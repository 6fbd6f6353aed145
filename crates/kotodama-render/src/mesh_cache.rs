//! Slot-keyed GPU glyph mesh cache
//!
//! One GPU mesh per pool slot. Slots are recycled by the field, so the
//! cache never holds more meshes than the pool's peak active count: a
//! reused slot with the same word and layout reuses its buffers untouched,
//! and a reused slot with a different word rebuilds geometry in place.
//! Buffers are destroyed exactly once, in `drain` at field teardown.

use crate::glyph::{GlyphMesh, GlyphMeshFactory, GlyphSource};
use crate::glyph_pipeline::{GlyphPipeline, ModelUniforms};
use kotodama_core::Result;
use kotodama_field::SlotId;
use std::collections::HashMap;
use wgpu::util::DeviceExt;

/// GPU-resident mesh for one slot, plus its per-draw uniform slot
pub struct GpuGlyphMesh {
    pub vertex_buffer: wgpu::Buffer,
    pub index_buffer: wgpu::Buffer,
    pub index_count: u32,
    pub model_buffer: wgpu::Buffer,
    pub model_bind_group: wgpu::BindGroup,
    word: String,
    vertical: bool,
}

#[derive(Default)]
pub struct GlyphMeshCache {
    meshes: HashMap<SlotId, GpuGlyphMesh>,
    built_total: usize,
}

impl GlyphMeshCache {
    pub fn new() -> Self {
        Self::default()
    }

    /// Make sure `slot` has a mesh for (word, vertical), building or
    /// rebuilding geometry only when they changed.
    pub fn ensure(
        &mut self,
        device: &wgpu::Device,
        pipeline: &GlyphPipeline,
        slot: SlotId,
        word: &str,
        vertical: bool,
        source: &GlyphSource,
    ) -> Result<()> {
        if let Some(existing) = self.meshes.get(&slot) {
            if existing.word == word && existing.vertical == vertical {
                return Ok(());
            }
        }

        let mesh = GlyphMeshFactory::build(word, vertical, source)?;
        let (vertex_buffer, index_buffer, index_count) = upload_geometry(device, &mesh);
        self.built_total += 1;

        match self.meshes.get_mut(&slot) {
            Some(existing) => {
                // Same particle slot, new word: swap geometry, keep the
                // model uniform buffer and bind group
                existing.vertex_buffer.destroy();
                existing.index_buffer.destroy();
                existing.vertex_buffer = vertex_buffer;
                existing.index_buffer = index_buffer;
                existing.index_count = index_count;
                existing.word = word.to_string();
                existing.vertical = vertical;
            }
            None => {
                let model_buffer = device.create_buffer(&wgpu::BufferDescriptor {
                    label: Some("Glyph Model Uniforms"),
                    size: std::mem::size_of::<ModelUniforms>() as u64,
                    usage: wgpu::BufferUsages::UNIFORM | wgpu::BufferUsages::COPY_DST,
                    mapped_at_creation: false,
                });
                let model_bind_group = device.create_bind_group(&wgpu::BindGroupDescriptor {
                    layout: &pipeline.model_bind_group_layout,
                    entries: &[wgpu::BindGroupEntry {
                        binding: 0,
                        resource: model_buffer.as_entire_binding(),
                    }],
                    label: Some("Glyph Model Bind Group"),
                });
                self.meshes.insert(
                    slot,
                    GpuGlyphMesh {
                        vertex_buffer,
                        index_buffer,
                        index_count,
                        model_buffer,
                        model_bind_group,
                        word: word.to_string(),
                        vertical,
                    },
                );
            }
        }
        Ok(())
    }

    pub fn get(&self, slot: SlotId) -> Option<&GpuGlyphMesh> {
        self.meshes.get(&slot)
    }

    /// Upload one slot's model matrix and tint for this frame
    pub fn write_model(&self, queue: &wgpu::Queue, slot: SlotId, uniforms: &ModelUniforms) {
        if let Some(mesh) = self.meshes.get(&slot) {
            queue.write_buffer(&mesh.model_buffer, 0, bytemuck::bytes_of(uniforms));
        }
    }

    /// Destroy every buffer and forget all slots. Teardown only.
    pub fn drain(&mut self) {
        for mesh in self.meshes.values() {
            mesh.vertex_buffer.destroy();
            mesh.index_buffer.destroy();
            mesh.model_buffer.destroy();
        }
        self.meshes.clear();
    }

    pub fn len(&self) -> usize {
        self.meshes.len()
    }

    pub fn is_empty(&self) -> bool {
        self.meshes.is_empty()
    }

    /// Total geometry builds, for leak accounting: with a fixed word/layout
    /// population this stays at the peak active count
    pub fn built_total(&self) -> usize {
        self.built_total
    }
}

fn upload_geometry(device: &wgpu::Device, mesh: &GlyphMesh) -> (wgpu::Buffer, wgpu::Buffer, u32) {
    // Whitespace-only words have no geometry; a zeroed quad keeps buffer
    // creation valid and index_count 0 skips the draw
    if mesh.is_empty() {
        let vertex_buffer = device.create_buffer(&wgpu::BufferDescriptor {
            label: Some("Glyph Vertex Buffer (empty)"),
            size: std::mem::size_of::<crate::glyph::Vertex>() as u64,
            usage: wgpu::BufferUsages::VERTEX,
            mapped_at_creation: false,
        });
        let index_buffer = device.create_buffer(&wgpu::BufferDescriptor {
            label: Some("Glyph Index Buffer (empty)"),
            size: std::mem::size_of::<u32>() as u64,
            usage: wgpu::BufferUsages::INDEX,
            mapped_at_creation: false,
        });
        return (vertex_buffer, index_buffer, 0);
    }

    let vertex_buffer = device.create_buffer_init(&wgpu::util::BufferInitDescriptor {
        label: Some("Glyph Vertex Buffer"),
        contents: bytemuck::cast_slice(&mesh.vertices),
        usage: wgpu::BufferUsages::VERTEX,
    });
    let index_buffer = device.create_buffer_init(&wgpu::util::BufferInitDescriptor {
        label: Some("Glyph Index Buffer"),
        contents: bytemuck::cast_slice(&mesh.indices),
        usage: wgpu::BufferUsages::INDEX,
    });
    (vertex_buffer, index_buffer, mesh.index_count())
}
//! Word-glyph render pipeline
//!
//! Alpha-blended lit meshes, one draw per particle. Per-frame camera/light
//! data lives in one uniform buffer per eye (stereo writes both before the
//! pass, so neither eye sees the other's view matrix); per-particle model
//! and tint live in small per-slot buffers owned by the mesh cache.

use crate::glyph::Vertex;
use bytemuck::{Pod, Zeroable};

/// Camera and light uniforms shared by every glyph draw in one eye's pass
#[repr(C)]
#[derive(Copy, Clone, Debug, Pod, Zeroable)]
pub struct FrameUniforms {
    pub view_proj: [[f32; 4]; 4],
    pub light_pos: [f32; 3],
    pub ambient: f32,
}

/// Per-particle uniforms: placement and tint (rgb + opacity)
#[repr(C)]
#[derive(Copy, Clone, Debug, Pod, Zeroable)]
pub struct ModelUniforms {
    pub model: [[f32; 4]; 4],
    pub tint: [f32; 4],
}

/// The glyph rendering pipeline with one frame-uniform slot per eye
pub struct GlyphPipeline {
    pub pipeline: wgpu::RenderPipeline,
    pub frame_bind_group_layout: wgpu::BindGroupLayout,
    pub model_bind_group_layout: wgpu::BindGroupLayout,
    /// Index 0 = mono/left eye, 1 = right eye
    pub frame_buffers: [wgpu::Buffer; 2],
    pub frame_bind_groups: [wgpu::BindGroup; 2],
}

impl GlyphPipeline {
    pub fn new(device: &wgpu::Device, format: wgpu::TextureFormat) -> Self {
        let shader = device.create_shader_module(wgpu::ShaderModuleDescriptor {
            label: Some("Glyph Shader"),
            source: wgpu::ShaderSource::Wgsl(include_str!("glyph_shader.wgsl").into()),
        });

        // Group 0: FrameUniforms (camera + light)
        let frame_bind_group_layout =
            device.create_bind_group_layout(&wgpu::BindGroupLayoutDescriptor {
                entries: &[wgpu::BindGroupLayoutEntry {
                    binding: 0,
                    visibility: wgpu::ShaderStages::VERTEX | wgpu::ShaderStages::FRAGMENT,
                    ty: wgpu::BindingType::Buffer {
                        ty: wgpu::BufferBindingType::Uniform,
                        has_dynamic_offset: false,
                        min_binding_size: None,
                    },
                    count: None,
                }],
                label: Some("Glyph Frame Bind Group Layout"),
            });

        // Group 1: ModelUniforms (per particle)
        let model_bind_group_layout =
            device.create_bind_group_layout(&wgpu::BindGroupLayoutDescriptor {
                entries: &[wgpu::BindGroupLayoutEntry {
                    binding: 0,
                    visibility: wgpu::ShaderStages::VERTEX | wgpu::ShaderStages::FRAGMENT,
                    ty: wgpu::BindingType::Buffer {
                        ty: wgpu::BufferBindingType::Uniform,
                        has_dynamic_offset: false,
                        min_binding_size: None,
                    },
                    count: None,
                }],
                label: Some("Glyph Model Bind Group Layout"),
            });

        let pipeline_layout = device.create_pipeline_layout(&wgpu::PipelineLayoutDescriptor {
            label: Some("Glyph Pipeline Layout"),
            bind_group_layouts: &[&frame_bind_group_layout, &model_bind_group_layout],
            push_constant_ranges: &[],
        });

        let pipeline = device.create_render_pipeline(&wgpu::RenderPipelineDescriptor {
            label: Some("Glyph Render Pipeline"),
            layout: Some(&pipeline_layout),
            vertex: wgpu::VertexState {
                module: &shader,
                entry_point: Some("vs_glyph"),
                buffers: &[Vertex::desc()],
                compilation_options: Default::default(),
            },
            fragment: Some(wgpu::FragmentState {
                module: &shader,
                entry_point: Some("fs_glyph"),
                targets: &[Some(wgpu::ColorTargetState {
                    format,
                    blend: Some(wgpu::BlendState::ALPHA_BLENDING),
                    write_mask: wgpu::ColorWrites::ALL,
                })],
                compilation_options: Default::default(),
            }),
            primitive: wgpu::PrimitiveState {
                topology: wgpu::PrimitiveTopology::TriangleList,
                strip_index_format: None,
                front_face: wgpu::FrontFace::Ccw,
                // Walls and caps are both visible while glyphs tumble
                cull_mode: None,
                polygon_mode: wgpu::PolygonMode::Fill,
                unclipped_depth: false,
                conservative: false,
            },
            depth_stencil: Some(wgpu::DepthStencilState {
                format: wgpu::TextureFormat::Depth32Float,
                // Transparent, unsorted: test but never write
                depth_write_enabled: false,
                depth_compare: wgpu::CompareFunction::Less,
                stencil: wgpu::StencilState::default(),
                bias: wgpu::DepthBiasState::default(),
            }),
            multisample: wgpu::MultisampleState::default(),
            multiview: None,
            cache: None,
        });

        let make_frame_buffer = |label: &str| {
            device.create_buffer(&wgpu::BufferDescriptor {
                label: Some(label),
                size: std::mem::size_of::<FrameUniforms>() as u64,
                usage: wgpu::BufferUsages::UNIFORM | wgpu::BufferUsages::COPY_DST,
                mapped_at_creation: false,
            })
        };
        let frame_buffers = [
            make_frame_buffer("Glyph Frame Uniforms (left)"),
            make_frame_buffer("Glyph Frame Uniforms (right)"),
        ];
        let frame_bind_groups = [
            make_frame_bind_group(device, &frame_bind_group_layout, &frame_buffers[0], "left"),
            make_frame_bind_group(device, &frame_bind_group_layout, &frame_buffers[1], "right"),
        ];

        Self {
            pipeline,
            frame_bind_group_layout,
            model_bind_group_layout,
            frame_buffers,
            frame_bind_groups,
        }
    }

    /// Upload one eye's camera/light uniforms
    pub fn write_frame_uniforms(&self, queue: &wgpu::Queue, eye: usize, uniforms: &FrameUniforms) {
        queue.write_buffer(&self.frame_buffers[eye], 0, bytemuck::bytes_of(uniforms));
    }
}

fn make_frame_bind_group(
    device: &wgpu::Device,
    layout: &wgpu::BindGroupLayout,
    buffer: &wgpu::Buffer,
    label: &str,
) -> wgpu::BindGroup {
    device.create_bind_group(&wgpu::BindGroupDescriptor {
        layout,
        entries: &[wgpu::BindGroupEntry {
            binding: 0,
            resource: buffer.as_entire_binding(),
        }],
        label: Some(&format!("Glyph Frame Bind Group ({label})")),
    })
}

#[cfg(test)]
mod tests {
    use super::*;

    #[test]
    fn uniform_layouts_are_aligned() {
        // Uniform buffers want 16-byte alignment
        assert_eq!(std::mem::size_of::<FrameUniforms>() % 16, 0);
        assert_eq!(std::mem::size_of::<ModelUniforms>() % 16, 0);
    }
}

## Task to complete:
Please transcribe exactly the line containing "want 16-byte alignment" and every line after it through the end of the records, and nothing else.

## The completed task:
        // Uniform buffers want 16-byte alignment
        assert_eq!(std::mem::size_of::<FrameUniforms>() % 16, 0);
        assert_eq!(std::mem::size_of::<ModelUniforms>() % 16, 0);
    }
}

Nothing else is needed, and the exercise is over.